Smart people don’t have the kind of faith common people do,

he said in a manner which indicated that he placed insufficient value on the intellect.  (So I have to dumb down to have proper faith?  No, I don’t!)  I did not reply for for diplomatic reasons.  Yet I refuse to check my brain at the church door.  Neither did Clement of Alexandria check his brain at the church door.  I like him.

Clement of Alexandria, a.k.a. Titus Flavius Clemens Alexandrius, converted to Christianity from paganism.  (Paganism is a very broad term.)  He studied at the Catechetical School at Alexandria, serving as its director from circa 190 to circa 202, when he retired to Palestine.  Origen, his pupil, succeeded him.  Clement has been a hot potato for a long time.  Once upon a time he was a saint in the Roman Catholic Church; his feast day was December 4.  Yet Pope Sixtus V, of whom J. N. D. Kelly, writing in The Oxford Dictionary of Popes (1986), accused of repressiveness, decanonized Clement in 1586.  Nevertheless, The Episcopal Church celebrates him on December 5.  And The Hymnal 1982 (published in 1985, by the way) contains two of his hymns.  Hymns #163 and #478 affirm the sacrificial death of Jesus.

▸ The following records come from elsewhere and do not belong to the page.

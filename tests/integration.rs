use std::fs;
use std::path::{Path, PathBuf};
use std::process::Command;
use tempfile::TempDir;

fn trail_binary() -> PathBuf {
    PathBuf::from(env!("CARGO_BIN_EXE_trail"))
}

const SLACK_LINE: &str = r##"{"url":"https://app.slack.com/client/T01/C02","title":"#ops | Acme","timestamp":"2024-03-01T10:00:00Z","text":"deploy notes: password: hunter2 please rotate","images":[],"html":"","received_at":1709287205}"##;
const INVOICE_LINE: &str = r#"{"url":"https://billing.example.com/invoices/42","title":"Invoice 42","timestamp":"2024-03-02T09:00:00Z","text":"Invoice 42 for March hosting, total due 120 EUR","images":[],"html":""}"#;
const INVOICE_COPY_LINE: &str = r#"{"url":"https://mirror.example.org/invoices/42","title":"Invoice 42 copy","timestamp":"2024-03-02T09:05:00Z","text":"Invoice 42 for March hosting, total due 120 EUR","images":[],"html":""}"#;
const TRACKER_LINE: &str = r#"{"url":"https://ads.tracker.net/pixel","title":"ad","timestamp":1709370000,"text":"tracking pixel page"}"#;

fn setup_test_env() -> (TempDir, PathBuf) {
    let tmp = TempDir::new().unwrap();
    let root = tmp.path().to_path_buf();

    let config_dir = root.join("config");
    fs::create_dir_all(&config_dir).unwrap();
    fs::create_dir_all(root.join("data")).unwrap();

    let config_content = format!(
        r#"[db]
path = "{root}/data/trail.sqlite"

[queue]
path = "{root}/data/queue.jsonl"
archive_dir = "{root}/data/archive"
commit_batch_size = 2

[retrieval]
final_limit = 5

[server]
bind = "127.0.0.1:7379"
"#,
        root = root.display()
    );

    let config_path = config_dir.join("trail.toml");
    fs::write(&config_path, config_content).unwrap();

    (tmp, config_path)
}

fn write_queue(root: &Path, lines: &[&str]) {
    let mut body = lines.join("\n");
    body.push('\n');
    fs::write(root.join("data/queue.jsonl"), body).unwrap();
}

fn run_trail(config_path: &Path, args: &[&str]) -> (String, String, bool) {
    let binary = trail_binary();
    let output = Command::new(&binary)
        .arg("--config")
        .arg(config_path.to_str().unwrap())
        .args(args)
        .env("RUST_LOG", "off")
        .output()
        .unwrap_or_else(|e| panic!("Failed to run trail binary at {:?}: {}", binary, e));

    let stdout = String::from_utf8_lossy(&output.stdout).to_string();
    let stderr = String::from_utf8_lossy(&output.stderr).to_string();
    (stdout, stderr, output.status.success())
}

fn first_id(search_stdout: &str) -> String {
    search_stdout
        .lines()
        .find_map(|l| l.trim().strip_prefix("id: "))
        .map(str::to_string)
        .expect("no id line in search output")
}

#[test]
fn test_init_idempotent() {
    let (_tmp, config_path) = setup_test_env();

    let (stdout, stderr, success) = run_trail(&config_path, &["init"]);
    assert!(success, "init failed: stdout={}, stderr={}", stdout, stderr);
    assert!(stdout.contains("initialized"));

    let (_, _, success2) = run_trail(&config_path, &["init"]);
    assert!(success2, "Second init failed (not idempotent)");
}

#[test]
fn test_missing_config_fails() {
    let tmp = TempDir::new().unwrap();
    let (_, stderr, success) = run_trail(&tmp.path().join("nope.toml"), &["stats"]);
    assert!(!success);
    assert!(stderr.contains("Failed to read config file"));
}

#[test]
fn test_ingest_reports_and_drains_queue() {
    let (tmp, config_path) = setup_test_env();
    run_trail(&config_path, &["init"]);
    write_queue(
        tmp.path(),
        &[SLACK_LINE, INVOICE_LINE, INVOICE_COPY_LINE, "{not json", ""],
    );

    let (stdout, stderr, success) = run_trail(&config_path, &["ingest"]);
    assert!(success, "ingest failed: stdout={}, stderr={}", stdout, stderr);
    assert!(stdout.contains("ingested: 2"), "{}", stdout);
    assert!(stdout.contains("duplicates: 1"), "{}", stdout);
    assert!(stdout.contains("parse failures: 1"), "{}", stdout);
    assert!(stdout.contains("redacted: 1"), "{}", stdout);
    assert!(stdout.contains("ok"));

    let queue = fs::read_to_string(tmp.path().join("data/queue.jsonl")).unwrap();
    assert!(queue.is_empty());

    let archives: Vec<_> = fs::read_dir(tmp.path().join("data/archive"))
        .unwrap()
        .map(|e| e.unwrap().path())
        .collect();
    assert_eq!(archives.len(), 1);
    let archived = fs::read_to_string(&archives[0]).unwrap();
    assert_eq!(archived.lines().count(), 3);
    assert!(!archived.contains("{not json"));

    // Re-ingesting the same snapshots adds nothing.
    write_queue(tmp.path(), &[SLACK_LINE, INVOICE_LINE]);
    let (stdout, _, _) = run_trail(&config_path, &["ingest"]);
    assert!(stdout.contains("ingested: 0"), "{}", stdout);
    assert!(stdout.contains("duplicates: 2"), "{}", stdout);
}

#[test]
fn test_ingest_dry_run_keeps_queue() {
    let (tmp, config_path) = setup_test_env();
    run_trail(&config_path, &["init"]);
    write_queue(tmp.path(), &[INVOICE_LINE]);

    let (stdout, _, success) = run_trail(&config_path, &["ingest", "--dry-run"]);
    assert!(success);
    assert!(stdout.contains("dry-run"));
    assert!(stdout.contains("ingested: 1"));

    let queue = fs::read_to_string(tmp.path().join("data/queue.jsonl")).unwrap();
    assert!(queue.contains("Invoice 42"));

    let (stdout, _, _) = run_trail(&config_path, &["stats"]);
    assert!(stdout.contains("Records:     0"), "{}", stdout);
}

#[test]
fn test_search_get_and_forget() {
    let (tmp, config_path) = setup_test_env();
    run_trail(&config_path, &["init"]);
    write_queue(tmp.path(), &[SLACK_LINE, INVOICE_LINE]);
    run_trail(&config_path, &["ingest"]);

    let (stdout, stderr, success) =
        run_trail(&config_path, &["search", "invoice", "--mode", "lexical"]);
    assert!(success, "search failed: {}", stderr);
    assert!(stdout.contains("1. ["));
    assert!(stdout.contains("billing.example.com"));
    assert!(!stdout.contains("2. ["));

    // Hybrid without embeddings falls back to the lexical list.
    let (stdout, _, success) = run_trail(&config_path, &["search", "invoice", "--limit", "5"]);
    assert!(success);
    assert!(stdout.contains("billing.example.com"));

    let id = first_id(&stdout);
    let (stdout, _, success) = run_trail(&config_path, &["get", &id]);
    assert!(success);
    assert!(stdout.contains("category:     general"));
    assert!(stdout.contains("Invoice 42 for March hosting"));

    let (stdout, _, success) = run_trail(&config_path, &["forget", &id]);
    assert!(success);
    assert!(stdout.contains("forgot"));

    let (stdout, _, _) = run_trail(&config_path, &["search", "invoice", "--mode", "lexical"]);
    assert!(stdout.contains("No results."));

    let (_, stderr, success) = run_trail(&config_path, &["get", &id]);
    assert!(!success);
    assert!(stderr.contains("Record not found"));
}

#[test]
fn test_slack_record_is_redacted_chat() {
    let (tmp, config_path) = setup_test_env();
    run_trail(&config_path, &["init"]);
    write_queue(tmp.path(), &[SLACK_LINE]);
    run_trail(&config_path, &["ingest"]);

    let (stdout, _, _) = run_trail(
        &config_path,
        &["search", "deploy", "--mode", "lexical", "--category", "chat"],
    );
    let id = first_id(&stdout);
    let (stdout, _, _) = run_trail(&config_path, &["get", &id]);
    assert!(stdout.contains("category:     chat"));
    assert!(stdout.contains("redacted:     true"));
    assert!(stdout.contains("sensitive:    true"));
    assert!(stdout.contains("[REDACTED]"));
    assert!(!stdout.contains("hunter2"));
}

#[test]
fn test_search_filters() {
    let (tmp, config_path) = setup_test_env();
    run_trail(&config_path, &["init"]);
    write_queue(tmp.path(), &[SLACK_LINE, INVOICE_LINE]);
    run_trail(&config_path, &["ingest"]);

    let (stdout, _, _) = run_trail(
        &config_path,
        &["search", "invoice", "--mode", "lexical", "--domain", "example.com"],
    );
    assert!(stdout.contains("billing.example.com"));

    let (stdout, _, _) = run_trail(
        &config_path,
        &["search", "invoice", "--mode", "lexical", "--until", "2024-03-02"],
    );
    assert!(stdout.contains("No results."));

    let (_, stderr, success) = run_trail(
        &config_path,
        &["search", "invoice", "--category", "recipes"],
    );
    assert!(!success);
    assert!(stderr.contains("Unknown category"));
}

#[test]
fn test_semantic_search_requires_embeddings() {
    let (_tmp, config_path) = setup_test_env();
    run_trail(&config_path, &["init"]);

    let (_, stderr, success) = run_trail(&config_path, &["search", "anything", "--mode", "semantic"]);
    assert!(!success);
    assert!(stderr.contains("requires embeddings"));
}

#[test]
fn test_block_add_purge_and_skip() {
    let (tmp, config_path) = setup_test_env();
    run_trail(&config_path, &["init"]);
    write_queue(tmp.path(), &[INVOICE_LINE, TRACKER_LINE]);
    run_trail(&config_path, &["ingest"]);

    let (stdout, _, success) =
        run_trail(&config_path, &["block", "add", "https://www.Example.com/", "--purge"]);
    assert!(success);
    assert!(stdout.contains("blocked example.com"));
    assert!(stdout.contains("purged records: 1"));

    let (stdout, _, _) = run_trail(&config_path, &["block", "add", "tracker.net"]);
    assert!(stdout.contains("blocked tracker.net"));

    let (stdout, _, _) = run_trail(&config_path, &["block", "list"]);
    assert!(stdout.contains("example.com"));
    assert!(stdout.contains("tracker.net"));

    // New snapshots from blocked subdomains are dropped.
    write_queue(tmp.path(), &[INVOICE_LINE, TRACKER_LINE]);
    let (stdout, _, _) = run_trail(&config_path, &["ingest"]);
    assert!(stdout.contains("blocked: 2"), "{}", stdout);
    assert!(stdout.contains("ingested: 0"), "{}", stdout);

    let (stdout, _, success) = run_trail(&config_path, &["block", "remove", "tracker.net"]);
    assert!(success);
    assert!(stdout.contains("unblocked tracker.net"));

    let (_, stderr, success) = run_trail(&config_path, &["block", "remove", "tracker.net"]);
    assert!(!success);
    assert!(stderr.contains("not blocked"));
}

#[test]
fn test_embed_and_ask_need_providers() {
    let (_tmp, config_path) = setup_test_env();
    run_trail(&config_path, &["init"]);

    let (_, stderr, success) = run_trail(&config_path, &["embed", "pending"]);
    assert!(!success);
    assert!(stderr.contains("disabled"));

    let (_, stderr, success) = run_trail(&config_path, &["ask", "when did I pay invoice 42?"]);
    assert!(!success);
    assert!(stderr.contains("completion provider"));
}

#[test]
fn test_stats_counts_categories() {
    let (tmp, config_path) = setup_test_env();
    run_trail(&config_path, &["init"]);
    write_queue(tmp.path(), &[SLACK_LINE, INVOICE_LINE]);
    run_trail(&config_path, &["ingest"]);

    let (stdout, _, success) = run_trail(&config_path, &["stats"]);
    assert!(success);
    assert!(stdout.contains("Records:     2"), "{}", stdout);
    assert!(stdout.contains("Sensitive:   1"), "{}", stdout);
    assert!(stdout.contains("chat"));
    assert!(stdout.contains("general"));
}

Why was Clement so controversial?  Why is he still that way?  There are reasons.

Clement, the Ante-Nicene Church Father most acquainted with Greek philosophy and literature, welcomed insights from them.  Philosophy was, he wrote, the necessary preparation for the Christian gospel.  Said gospel is sufficient and pagan doctrines are insufficient, he maintained, but even pagan Greek philosophy (especially Platonism) contains truth.  So, Clement continued, we ought to accept truth regardless of its source.

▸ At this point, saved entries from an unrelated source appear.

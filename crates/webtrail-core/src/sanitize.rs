//! Redaction of sensitive substrings from extracted text.
//!
//! Rules run in a fixed order and are cumulative: each one rewrites only
//! its own matches, so text outside a matched span is left untouched.
//! A rule only counts as fired when it changed the text, and placeholders
//! replace to themselves, which makes sanitizing already-sanitized text a
//! no-op.

use std::sync::LazyLock;

use regex::Regex;

/// A single detection rule.
pub struct SanitizeRule {
    pub name: &'static str,
    pub placeholder: &'static str,
    regex: &'static LazyLock<Option<Regex>>,
    /// Replacement template; `$placeholder` is substituted before use.
    template: &'static str,
}

macro_rules! rule_regex {
    ($name:ident, $regex_str:expr) => {
        static $name: LazyLock<Option<Regex>> = LazyLock::new(|| Regex::new($regex_str).ok());
    };
}

// ── Credentials: keep key and separator, replace the value up to whitespace ─
rule_regex!(
    RE_CREDENTIAL,
    r"(?i)\b(password|passwd|pwd|passphrase|secret|client[_-]?secret|api[_-]?key|access[_-]?key|access[_-]?token|auth[_-]?token|token)(\s*[:=]\s*)(\[REDACTED\]|\S+)"
);

// ── Payment cards: 13–19 digits with optional single space/dash groups ─────
rule_regex!(RE_CARD, r"\b\d(?:[ -]?\d){12,18}\b");

// ── Government IDs (SSN-style) ─────────────────────────────────────────────
rule_regex!(RE_GOV_ID, r"\b\d{3}-\d{2}-\d{4}\b");

// ── One-time codes after a verification cue ────────────────────────────────
rule_regex!(
    RE_OTP,
    r"(?i)\b(verification code|security code|login code|one-time code|passcode|otp|code|pin)(\s*(?:is|:|=)?\s*)(\d{4,8})\b"
);

static RULES: [SanitizeRule; 4] = [
    SanitizeRule {
        name: "credential",
        placeholder: "[REDACTED]",
        regex: &RE_CREDENTIAL,
        template: "${1}${2}$placeholder",
    },
    SanitizeRule {
        name: "payment_card",
        placeholder: "[CARD]",
        regex: &RE_CARD,
        template: "$placeholder",
    },
    SanitizeRule {
        name: "government_id",
        placeholder: "[SSN]",
        regex: &RE_GOV_ID,
        template: "$placeholder",
    },
    SanitizeRule {
        name: "one_time_code",
        placeholder: "[OTP]",
        regex: &RE_OTP,
        template: "${1}${2}$placeholder",
    },
];

/// Outcome of sanitizing one text.
#[derive(Debug, Clone, PartialEq, Eq)]
pub struct Sanitized {
    pub text: String,
    pub redacted: bool,
    /// Names of the rules that fired, in rule order.
    pub rules: Vec<&'static str>,
}

/// Applies the ordered redaction rules.
#[derive(Debug, Clone, Copy, Default)]
pub struct Sanitizer;

impl Sanitizer {
    pub fn new() -> Self {
        Sanitizer
    }

    pub fn rules(&self) -> &'static [SanitizeRule] {
        &RULES
    }

    pub fn sanitize(&self, text: &str) -> Sanitized {
        let mut current = text.to_string();
        let mut fired = Vec::new();

        for rule in RULES.iter() {
            let Some(re) = rule.regex.as_ref() else {
                tracing::error!(rule = rule.name, "sanitizer rule failed to compile");
                continue;
            };
            if !re.is_match(&current) {
                continue;
            }
            let replacement = rule.template.replace("$placeholder", rule.placeholder);
            let next = re.replace_all(&current, replacement.as_str()).into_owned();
            if next != current {
                current = next;
                fired.push(rule.name);
            }
        }

        Sanitized {
            redacted: !fired.is_empty(),
            text: current,
            rules: fired,
        }
    }
}
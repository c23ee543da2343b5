use anyhow::Result;
use sqlx::sqlite::{SqliteConnectOptions, SqlitePool, SqlitePoolOptions};
use std::str::FromStr;
use std::time::Duration;

use crate::config::Config;

pub async fn connect(config: &Config) -> Result<SqlitePool> {
    let db_path = &config.db.path;

    // Ensure parent directory exists
    if let Some(parent) = db_path.parent() {
        if !parent.as_os_str().is_empty() {
            std::fs::create_dir_all(parent)?;
        }
    }

    let options = SqliteConnectOptions::from_str(&format!("sqlite:{}", db_path.display()))?
        .create_if_missing(true)
        .journal_mode(sqlx::sqlite::SqliteJournalMode::Wal)
        .busy_timeout(Duration::from_secs(5));

    let pool = SqlitePoolOptions::new()
        .max_connections(5)
        .connect_with(options)
        .await?;

    Ok(pool)
}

Clement sought to affirm orthodoxy; he was certainly no Gnostic.  For Clement, knowledge was the goal of Christian perfection.  This knowledge was manifest in Jesus, the Logos of God.  So, he wrote, this knowledge is in the world; it is not a secret.

Perhaps Clement’s unabashed, even elitist intellectualism explains his lack of popularity.  This knowledge, which is the goal of Christian perfection, is superior to the run-of-the-mill faith which common people have,  he argued.  Furthermore, he insisted, many people are incapable of walking in the better path.  Such a perspective is inconsistent with spiritual populism.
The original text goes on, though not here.